La muestra recorre sus diferentes caminos: carteles para la calle, incluyendo ejemplos de trabajos tempranos en Nueva York, el sur de Estados Unidos y México; moda y estilo para varios títulos internaciaonales y con muchas fotografías clásicas de Lisa Fonssagrives-Penn, la ex bailarina que se convirtió en la primera supermodelo, así como en esposa del artista; retratos de indígenas en Cuzco, Perú; pequeños cuadros de trabajadores urbanos; rostros de personajes de la cultura muy queridos, que van desde Truman Capote, Joe Louis, Picasso y Colette a Alvin Ailey, Ingmar Bergman y Joan Didion; retratos de los ciudadanos de Dahomey (Benin), Nueva Guinea y Marruecos vestidos de manera fabulosa; los últimos muertos de Morandi; desnudos voluptuosos; y gloriosos estudios de color sobre las flores.

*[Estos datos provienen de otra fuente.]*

//! Logging setup for the command-line tool
//!
//! Logs go to stderr so that stdout carries only the extraction result.
//! `RUST_LOG` takes precedence over the defaults chosen here.

use std::sync::Once;

use tracing::Level;
use tracing_subscriber::{EnvFilter, fmt, layer::SubscriberExt, util::SubscriberInitExt};

static INIT: Once = Once::new();

/// Crate log level for the given verbosity
pub fn default_level(verbose: bool) -> Level {
    if verbose { Level::DEBUG } else { Level::WARN }
}

/// Install the global subscriber. Calls after the first are ignored.
pub fn init(verbose: bool, json: bool) {
    INIT.call_once(|| {
        let directive = format!("{}={}", env!("CARGO_CRATE_NAME"), default_level(verbose));
        let filter = EnvFilter::try_from_default_env()
            .unwrap_or_else(|_| EnvFilter::new(directive));

        let registry = tracing_subscriber::registry().with(filter);
        let result = if json {
            registry
                .with(fmt::layer().json().with_writer(std::io::stderr))
                .try_init()
        } else {
            registry
                .with(fmt::layer().with_target(false).with_writer(std::io::stderr))
                .try_init()
        };

        if let Err(e) = result {
            eprintln!("Failed to initialize logging: {e}");
        }
    });
}
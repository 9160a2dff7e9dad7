//! Process seam for git invocations

use std::path::Path;
use std::process::Command;

#[cfg(test)]
use mockall::automock;
use tracing::debug;

use crate::git::GitError;

/// Runs a git subcommand inside a working directory and returns its stdout
#[cfg_attr(test, automock)]
pub trait GitRunner: Send + Sync {
    fn run(&self, dir: &Path, args: &[&'static str]) -> Result<String, GitError>;
}

/// Spawns the `git` executable found on `PATH`
#[derive(Debug, Clone, Copy, Default)]
pub struct SystemGit;

impl GitRunner for SystemGit {
    fn run(&self, dir: &Path, args: &[&'static str]) -> Result<String, GitError> {
        debug!("Running git {} in {}", args.join(" "), dir.display());

        let output = Command::new("git")
            .args(args)
            .current_dir(dir)
            .output()
            .map_err(GitError::Spawn)?;

        if !output.status.success() {
            return Err(GitError::CommandFailed {
                args: args.join(" "),
                stderr: String::from_utf8_lossy(&output.stderr).trim().to_string(),
            });
        }

        Ok(String::from_utf8_lossy(&output.stdout).into_owned())
    }
}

La belleza en su concepción original. Además, se aprecia cómo el artista va transmitiendo las tendencias culturales de la época, y también su capacidad para hacer retratos comerciales. Su cuerpo de trabajo también muestra el auge de la fotografía en los años 70 y 80, época en que las revistas de moda tienen su esplendor. Pero el mundo sofisticado en el que vive Irving contrasta con sus fondos sencillos. Un rincón, una esquina le servían como gran escenario. De hecho, su lienzo preferido estaba hecho de una vieja cortina de teatro encontrada en París, que había sido pintada suavemente con unas nubes grises y difusas. Este telón de fondo siguió a Penn de estudio en estudio.

Otros puntos destacados de esta magna exposición incluyen imágenes recién desenterradas del fotógrafo desde su tienda de campaña en Marruecos, algo inédito que descubre al artista lejos del glamur, como por ejemplo lo que realizó en México o en Cuzco, con retratos sobrecogedores.

Así, las formas, los rostros, las sombras, las miradas y la rebeldía hacen inmortal la obra de Irving Penn. Impactos provocativos, como desnudos voluptuosos o detalles sutiles, cuando en su foto de moda retrata a la modelo descalza, cansada ya de tanta sesión fotográfica. Elegancia y rotundidad, provocación y belleza, dos registros que sólo un genio como él puede llevar a la máxima expresión.